Back to Normandy: Photographing WWII heroes

(AFP Photo/Joël Saget/Dargols family)

PARIS, July 8, 2014 - As the 70th anniversary to the D-Day landings drew near, I decided to try to do something a little different. Of course we had to cover all the official ceremonies, with their heads of state and royal figures, but the real story isn’t about these leaders -- it’s about the allied troops who stormed Normandy’s beaches on June 6, 1944. 

My idea was to create a triptych of various veterans. I wanted to juxtapose wartime photos of these men alongside a picture of them from today, taken against a black backdrop, and a contemporary photo of them on a beach. This last part wasn’t always possible, as some of the veterans are in wheelchairs so couldn’t get to the beaches.

American veteran Donald Burgett, 89, poses near Utah Beach on June 4, 2014. (AFP Photo / Joël Saget)

These men really are living monuments. But I remember being struck by how small they are physically. Of course that’s the case -- some of them are 100 or more -- but before I met these heroes I tended to think of the beefy, archetypal soldiers such as those portrayed in movies like “Saving Private Ryan” and “The Longest Day.” 
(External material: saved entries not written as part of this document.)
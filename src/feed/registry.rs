/// Source key of the MarketWatch top stories feed.
pub const MARKETWATCH: &str = "marketwatch";
/// Source key of the NASDAQ original news feed.
pub const NASDAQ: &str = "nasdaq";

/// (key, id, url, name) for every feed the service knows about.
const BUILTIN_SOURCES: [(&str, &str, &str, &str); 4] = [
    (
        MARKETWATCH,
        "marketwatch-top",
        "https://www.marketwatch.com/rss/topstories",
        "MarketWatch Top Stories",
    ),
    (
        NASDAQ,
        "nasdaq-news",
        "https://www.nasdaq.com/feed/nasdaq-original/rss.xml",
        "NASDAQ News",
    ),
    (
        "reuters",
        "reuters-business",
        "https://www.reutersagency.com/feed/?taxonomy=best-sectors&post_type=best",
        "Reuters Business News",
    ),
    (
        "seekingalpha",
        "seekingalpha-news",
        "https://seekingalpha.com/market_currents.xml",
        "Seeking Alpha",
    ),
];

/// A publisher feed the service polls.
#[derive(Debug, Clone, PartialEq, Eq)]
pub struct FeedSource {
    /// Short lookup key used by callers and the CLI
    pub key: String,
    /// Canonical id stamped on every stored item
    pub id: String,
    pub url: String,
    /// Display name for logs and output
    pub name: String,
}

impl FeedSource {
    pub fn new(
        key: impl Into<String>,
        id: impl Into<String>,
        url: impl Into<String>,
        name: impl Into<String>,
    ) -> Self {
        Self {
            key: key.into(),
            id: id.into(),
            url: url.into(),
            name: name.into(),
        }
    }
}

/// Fixed key → source mapping, built once at startup and never mutated.
#[derive(Debug, Clone)]
pub struct FeedRegistry {
    sources: Vec<FeedSource>,
}

impl FeedRegistry {
    /// The publisher feeds compiled into the binary.
    pub fn builtin() -> Self {
        Self {
            sources: BUILTIN_SOURCES
                .iter()
                .map(|(key, id, url, name)| FeedSource::new(*key, *id, *url, *name))
                .collect(),
        }
    }

    /// A registry over an explicit source list. Later duplicates of a key are
    /// ignored so lookups stay unambiguous.
    pub fn from_sources(sources: Vec<FeedSource>) -> Self {
        let mut unique: Vec<FeedSource> = Vec::with_capacity(sources.len());
        for source in sources {
            if unique.iter().any(|s| s.key == source.key) {
                tracing::warn!(key = %source.key, "Duplicate feed source key, keeping the first");
                continue;
            }
            unique.push(source);
        }
        Self { sources: unique }
    }

    /// Exact, case-sensitive lookup by source key.
    pub fn lookup(&self, key: &str) -> Option<&FeedSource> {
        self.sources.iter().find(|s| s.key == key)
    }

    pub fn sources(&self) -> &[FeedSource] {
        &self.sources
    }

    pub fn keys(&self) -> impl Iterator<Item = &str> {
        self.sources.iter().map(|s| s.key.as_str())
    }
}

impl Default for FeedRegistry {
    fn default() -> Self {
        Self::builtin()
    }
}
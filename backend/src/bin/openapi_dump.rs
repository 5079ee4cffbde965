//! Print the OpenAPI document as JSON.

use risk_appetite::ApiDoc;
use utoipa::OpenApi;

#[expect(clippy::print_stdout, reason = "the document is the program's output")]
fn main() -> color_eyre::Result<()> {
    color_eyre::install()?;
    println!("{}", ApiDoc::openapi().to_pretty_json()?);
    Ok(())
}
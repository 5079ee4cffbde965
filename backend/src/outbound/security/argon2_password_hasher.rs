//! Argon2id implementation of the `PasswordHasher` port.
//!
//! Digests are PHC strings (`$argon2id$v=19$m=...,t=...,p=...$salt$hash`)
//! with a fresh random salt per password. Verification re-derives the hash
//! with the parameters recorded in the digest, so cost changes never lock
//! out existing accounts. Both operations are CPU-bound and run on Tokio's
//! blocking pool.

use argon2::password_hash::{self, PasswordHash, PasswordHasher as _, PasswordVerifier, SaltString};
use argon2::{Algorithm, Argon2, Params, Version};
use async_trait::async_trait;
use rand::rngs::OsRng;
use zeroize::Zeroizing;

use crate::domain::PasswordDigest;
use crate::domain::ports::{PasswordHashError, PasswordHasher};

/// Argon2id password hasher.
#[derive(Debug, Clone, Default)]
pub struct Argon2PasswordHasher {
    params: Params,
}

impl Argon2PasswordHasher {
    /// Hasher with the library's recommended Argon2id cost.
    pub fn new() -> Self {
        Self::default()
    }

    /// Hasher with explicit cost parameters.
    ///
    /// # Errors
    /// Returns [`PasswordHashError::Hash`] when the parameters are outside
    /// Argon2's accepted ranges.
    pub fn with_cost(
        memory_kib: u32,
        iterations: u32,
        parallelism: u32,
    ) -> Result<Self, PasswordHashError> {
        let params = Params::new(memory_kib, iterations, parallelism, None)
            .map_err(|err| PasswordHashError::hash(err.to_string()))?;
        Ok(Self { params })
    }

    fn argon2(params: Params) -> Argon2<'static> {
        Argon2::new(Algorithm::Argon2id, Version::V0x13, params)
    }
}

fn hash_blocking(params: Params, password: &[u8]) -> Result<PasswordDigest, PasswordHashError> {
    let salt = SaltString::generate(&mut OsRng);
    let encoded = Argon2PasswordHasher::argon2(params)
        .hash_password(password, &salt)
        .map_err(|err| PasswordHashError::hash(err.to_string()))?
        .to_string();
    PasswordDigest::new(encoded).map_err(|err| PasswordHashError::hash(err.to_string()))
}

fn verify_blocking(
    params: Params,
    password: &[u8],
    digest: &str,
) -> Result<bool, PasswordHashError> {
    let parsed = PasswordHash::new(digest)
        .map_err(|err| PasswordHashError::malformed_digest(err.to_string()))?;
    match Argon2PasswordHasher::argon2(params).verify_password(password, &parsed) {
        Ok(()) => Ok(true),
        Err(password_hash::Error::Password) => Ok(false),
        Err(err) => Err(PasswordHashError::malformed_digest(err.to_string())),
    }
}

fn join_error(err: tokio::task::JoinError) -> PasswordHashError {
    PasswordHashError::hash(format!("hashing task failed: {err}"))
}

#[async_trait]
impl PasswordHasher for Argon2PasswordHasher {
    async fn hash(&self, password: &str) -> Result<PasswordDigest, PasswordHashError> {
        let params = self.params.clone();
        let password = Zeroizing::new(password.as_bytes().to_vec());
        tokio::task::spawn_blocking(move || hash_blocking(params, &password))
            .await
            .map_err(join_error)?
    }

    async fn verify(
        &self,
        password: &str,
        digest: &PasswordDigest,
    ) -> Result<bool, PasswordHashError> {
        let params = self.params.clone();
        let password = Zeroizing::new(password.as_bytes().to_vec());
        let digest = digest.as_str().to_owned();
        tokio::task::spawn_blocking(move || verify_blocking(params, &password, &digest))
            .await
            .map_err(join_error)?
    }
}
The veterans I met would start to talk about the war and suddenly you’re hearing about the scope of what they did. They lived through hell. In their wartime pictures, you see them equipped with a gun, a uniform, a helmet -- and not too much else. When you think of all the super high-tech gear that Western troops carry today, it’s crazy to think of these guys throwing themselves at the German lines with such scant protection.

Hubert Faure, former French commando, during WWII and in April 2014 in Paris. (AFP Photo / Joël Saget)

Revisiting past horrors

There are Americans, Brits, Canadians, even some former Free French commandos. All of these men have terrible stories -- they saw their comrades getting killed by German bullets and shells before they’d even had a chance to jump from their landing craft. 

One of these men, the Canadian Bud Hannam, still remembers well the moment when, in a Normandy village not far from Omaha Beach, a young girl died in his arms. Nowadays, anyone experiencing such a traumatic event would of course be offered psychological help. But at the end of the war, the heroes of D-Day were simply returned to their normal lives. It feels like many are still battling terrible memories.

Bernard Dargols on Omaha Beach, June 5, 2014, as a Hercules plane flies by. (AFP Photo / Joël Saget)

Bernard Dargols was 18 when war broke out. French, he was at that time in the United States on a work placement. He joined the American army and landed on the Normandy beaches with a GI unit. We met up to take a photo in front of Omaha Beach. He came while holding an umbrella that a local mayor had given him. I asked him to open it up and just then, a Hercules military plane appeared in the sky, flying over the beach at low altitude. What an incredible stroke of luck to get a plane -- an American one too -- flying past at that precise moment. I could never have hoped to stage such a shot!

With lots of other journalists, I also covered the parachute jump of Jim "Pee Wee" Martin, 93, in the village of Carentan, 70 years after his first parachuted into Normandy. 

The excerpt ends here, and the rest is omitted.